Flying through the stars brought a sense of wonder to M’kal when blood was still warm, but as a Borais when the resurrection failed, he finds only a calm almost serene stillness in the depth of space now. It is hard to explain how much was torn away from the hard living and charming M’kal when he was brought back to … almost life. Rather than truly have to process it, his newfound Borais existence allowed him to elide over the emotional pain his family and friends faced. Instead, on Eox, he found himself in the service of Bone Sages. The Corpse Fleet had left, and as all in the Pact Worlds know, the fleet of Eox’s finest military might was rebuffed and left still prowling the starways for an eventual revenge. The remaining Bone Sages, those who had not supported this act, needed capable pilots and M’kal as a Borais was able to both fit in without becoming one of them – a valued and needed tool but always just a tool to the Enebrians.
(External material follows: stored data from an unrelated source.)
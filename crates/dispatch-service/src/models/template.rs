//! 通知模板聚合
//!
//! 模板按 (名称, 渠道) 维护版本序列，版本号单调递增且一经创建
//! 永不修改。任意时刻每个 (名称, 渠道) 至多一个 Active 版本，
//! 发布新版本时旧 Active 转为 Deprecated。版本不可变保证了
//! 延迟发送的通知在新版本发布后仍按创建时的版本渲染。

use std::collections::HashMap;

use chrono::{DateTime, Utc};
use notify_shared::events::Channel;
use serde::{Deserialize, Serialize};
use uuid::Uuid;

/// 模板版本状态
#[derive(Debug, Clone, Copy, PartialEq, Eq, Serialize, Deserialize)]
#[serde(rename_all = "SCREAMING_SNAKE_CASE")]
pub enum TemplateStatus {
    Draft,
    Active,
    Deprecated,
}

/// 通知模板（单个不可变版本）
#[derive(Debug, Clone, Serialize, Deserialize)]
#[serde(rename_all = "camelCase")]
pub struct NotificationTemplate {
    pub id: String,
    /// 模板名称，与通知类型一致
    pub name: String,
    pub channel: Channel,
    /// 主题模板，Email/Push 使用，SMS/Webhook 为空
    pub subject: Option<String>,
    pub body: String,
    /// 占位符缺省值，渲染数据缺键时回退使用
    #[serde(default)]
    pub defaults: HashMap<String, String>,
    pub version: i32,
    pub status: TemplateStatus,
    pub created_at: DateTime<Utc>,
}

impl NotificationTemplate {
    /// 构建新版本（初始即 Active，由发布流程保证旧版本先降级）
    pub fn new_version(
        name: impl Into<String>,
        channel: Channel,
        subject: Option<String>,
        body: impl Into<String>,
        defaults: HashMap<String, String>,
        version: i32,
    ) -> Self {
        Self {
            id: Uuid::now_v7().to_string(),
            name: name.into(),
            channel,
            subject,
            body: body.into(),
            defaults,
            version,
            status: TemplateStatus::Active,
            created_at: Utc::now(),
        }
    }

    pub fn is_active(&self) -> bool {
        self.status == TemplateStatus::Active
    }

    /// 降级为 Deprecated（发布新版本时对旧 Active 调用）
    ///
    /// 只改状态标记，模板文本永不变更。
    pub fn deprecated(&self) -> Self {
        let mut next = self.clone();
        next.status = TemplateStatus::Deprecated;
        next
    }
}

/// 渲染结果
#[derive(Debug, Clone, PartialEq, Eq, Serialize, Deserialize)]
#[serde(rename_all = "camelCase")]
pub struct RenderedMessage {
    pub subject: Option<String>,
    pub body: String,
}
It has been some time, perhaps a hundred years, and M’kal has not been challenged. The Troublemaker Beta, however, revealed something most unusual. The chance that perhaps there was a few Bone Sages who were not buried in the Eternal Barrows that could be conspiring with Elves of Castrovel to destablize the Pact Worlds. It is only with great fortune that when they met in battle before, M’kal had neither killed them nor been laid low himself.
Now, M’kal has taken the freedom that comes with being both good at his job and overlooked to take his mission of protecting Eox to the stars. The crew of the Troublemaker Beta will soon find themselves with an unlikely friend and ally who hopes to learn from them to get closer to the Corpse Fleet conspirator. Chitter may not like a backseat pilot, but Besu will finally have someone as foreign to all these goings on as she is.